Aside from considering clinical engagement in eHealth enabled, patient centered outcomes, of particular interest was the bench marking of the penetration of equipment/ technology use in the sector, how practitioners view adoption and usage of such technologies, and barriers/ drivers for practitioners to participate in future national eHealth initiatives.
The report generally acknowledged the crucial and important role Allied Health practioners play within the Australian health system and noted that “insufficient research” exists on their use of eHealth applications historically.
Three key anchor questions were addressed by the report as follows:
- Are Australian allied health practitioners ready to adopt and use eHealth technologies and solutions, today and in a way consistent with policy direction in the future?
- What are the barriers impacting eHealth readiness and adoption and how can we minimise them?
- What are the eHealth enablers and how can we apply them to drive adoption and effective usage?

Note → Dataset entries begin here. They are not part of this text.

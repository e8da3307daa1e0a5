//! In-process fakes for pipeline tests.
#![allow(dead_code, clippy::unwrap_used, clippy::expect_used)]

use std::collections::HashMap;
use std::sync::atomic::{AtomicUsize, Ordering};
use std::sync::Arc;
use std::time::Duration;

use async_trait::async_trait;
use chrono::{DateTime, NaiveDate, TimeZone, Utc};
use parking_lot::Mutex;
use routecast_core::NetworkError;
use routecast_weather::{
    ForecastFetcher, ForecastProvider, GeocodeError, Geocoder, InMemoryForecastCache, Location,
    ManualClock, ProviderError, RawForecastDay, RouteAggregator,
};

pub fn start_time() -> DateTime<Utc> {
    Utc.with_ymd_and_hms(2024, 6, 1, 6, 0, 0).unwrap()
}

pub fn location(key: &str, name: &str) -> Location {
    Location {
        key: key.to_string(),
        name: name.to_string(),
        latitude: 50.0,
        longitude: 30.0,
        region: None,
        country: None,
    }
}

/// A mild day: every reading inside the safe ranges.
pub fn mild_day(day: u32) -> RawForecastDay {
    RawForecastDay {
        date: NaiveDate::from_ymd_opt(2024, 6, day),
        max_temp: Some(22.0),
        min_temp: Some(13.0),
        wind_speed: Some(15.0),
        precipitation_probability: Some(20.0),
        humidity: Some(55.0),
        uv_index: Some(6.0),
        real_feel_max: None,
        summary: Some("Mostly sunny".into()),
    }
}

pub fn mild_days(count: u32) -> Vec<RawForecastDay> {
    (1..=count).map(mild_day).collect()
}

/// Geocoder backed by a fixed table; unknown names are not found.
#[derive(Default)]
pub struct FakeGeocoder {
    places: HashMap<String, Result<Location, GeocodeError>>,
    delays: HashMap<String, Duration>,
    pub calls: Mutex<Vec<String>>,
}

impl FakeGeocoder {
    pub fn new() -> Self {
        Self::default()
    }

    pub fn with_place(mut self, name: &str, key: &str) -> Self {
        self.places.insert(name.to_string(), Ok(location(key, name)));
        self
    }

    pub fn with_failure(mut self, name: &str, cause: NetworkError) -> Self {
        self.places.insert(
            name.to_string(),
            Err(GeocodeError::Provider(ProviderError::new(name, cause))),
        );
        self
    }

    pub fn with_delay(mut self, name: &str, delay: Duration) -> Self {
        self.delays.insert(name.to_string(), delay);
        self
    }

    pub fn called_with(&self) -> Vec<String> {
        self.calls.lock().clone()
    }
}

#[async_trait]
impl Geocoder for FakeGeocoder {
    async fn resolve(&self, place: &str) -> Result<Location, GeocodeError> {
        self.calls.lock().push(place.to_string());
        if let Some(delay) = self.delays.get(place) {
            tokio::time::sleep(*delay).await;
        }
        self.places
            .get(place)
            .cloned()
            .unwrap_or_else(|| Err(GeocodeError::NotFound(place.to_string())))
    }
}

/// Forecast provider that counts upstream calls per location key.
#[derive(Default)]
pub struct FakeProvider {
    forecasts: HashMap<String, Result<Vec<RawForecastDay>, ProviderError>>,
    delay: Option<Duration>,
    calls: Mutex<HashMap<String, usize>>,
    total: AtomicUsize,
}

impl FakeProvider {
    pub fn new() -> Self {
        Self::default()
    }

    pub fn with_days(mut self, key: &str, days: Vec<RawForecastDay>) -> Self {
        self.forecasts.insert(key.to_string(), Ok(days));
        self
    }

    pub fn with_failure(mut self, key: &str, cause: NetworkError) -> Self {
        self.forecasts
            .insert(key.to_string(), Err(ProviderError::new(key, cause)));
        self
    }

    pub fn with_delay(mut self, delay: Duration) -> Self {
        self.delay = Some(delay);
        self
    }

    pub fn calls_for(&self, key: &str) -> usize {
        self.calls.lock().get(key).copied().unwrap_or(0)
    }

    pub fn total_calls(&self) -> usize {
        self.total.load(Ordering::SeqCst)
    }
}

#[async_trait]
impl ForecastProvider for FakeProvider {
    async fn daily(
        &self,
        location_key: &str,
        _horizon_days: u32,
    ) -> Result<Vec<RawForecastDay>, ProviderError> {
        self.total.fetch_add(1, Ordering::SeqCst);
        *self.calls.lock().entry(location_key.to_string()).or_insert(0) += 1;
        if let Some(delay) = self.delay {
            tokio::time::sleep(delay).await;
        }
        self.forecasts.get(location_key).cloned().unwrap_or_else(|| {
            Err(ProviderError::new(
                location_key,
                NetworkError::ServerError {
                    status: 404,
                    message: "unknown location".into(),
                },
            ))
        })
    }
}

pub struct Harness {
    pub geocoder: Arc<FakeGeocoder>,
    pub provider: Arc<FakeProvider>,
    pub clock: Arc<ManualClock>,
    pub cache: Arc<InMemoryForecastCache>,
    pub fetcher: Arc<ForecastFetcher>,
}

impl Harness {
    pub fn new(geocoder: FakeGeocoder, provider: FakeProvider) -> Self {
        let geocoder = Arc::new(geocoder);
        let provider = Arc::new(provider);
        let clock = Arc::new(ManualClock::new(start_time()));
        let cache = Arc::new(InMemoryForecastCache::default());
        let fetcher = Arc::new(ForecastFetcher::new(
            provider.clone(),
            cache.clone(),
            clock.clone(),
        ));
        Self {
            geocoder,
            provider,
            clock,
            cache,
            fetcher,
        }
    }

    pub fn aggregator(&self) -> RouteAggregator {
        RouteAggregator::new(self.geocoder.clone(), self.fetcher.clone())
    }
}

High level findings indicated that most Allied Health practicioners see the benefits of eHealth to their practice whilst being able to and intending to use well designed solutions if the benefits exceed the costs.
It went on to find that each aspect of the Allied Health industry comprised active early adopters/ enthusiasts as well as risk averse and eHealth resistant practitioners.
As coreplus is paving the way for Allied Health practioners to manage their practices completely electronically and with minimal cost from a technology point of view I’m interested in your views/ thoughts as to the findings noted above as well as how you see coreplus evolving to accomodate further enhancement of eHealth outcomes?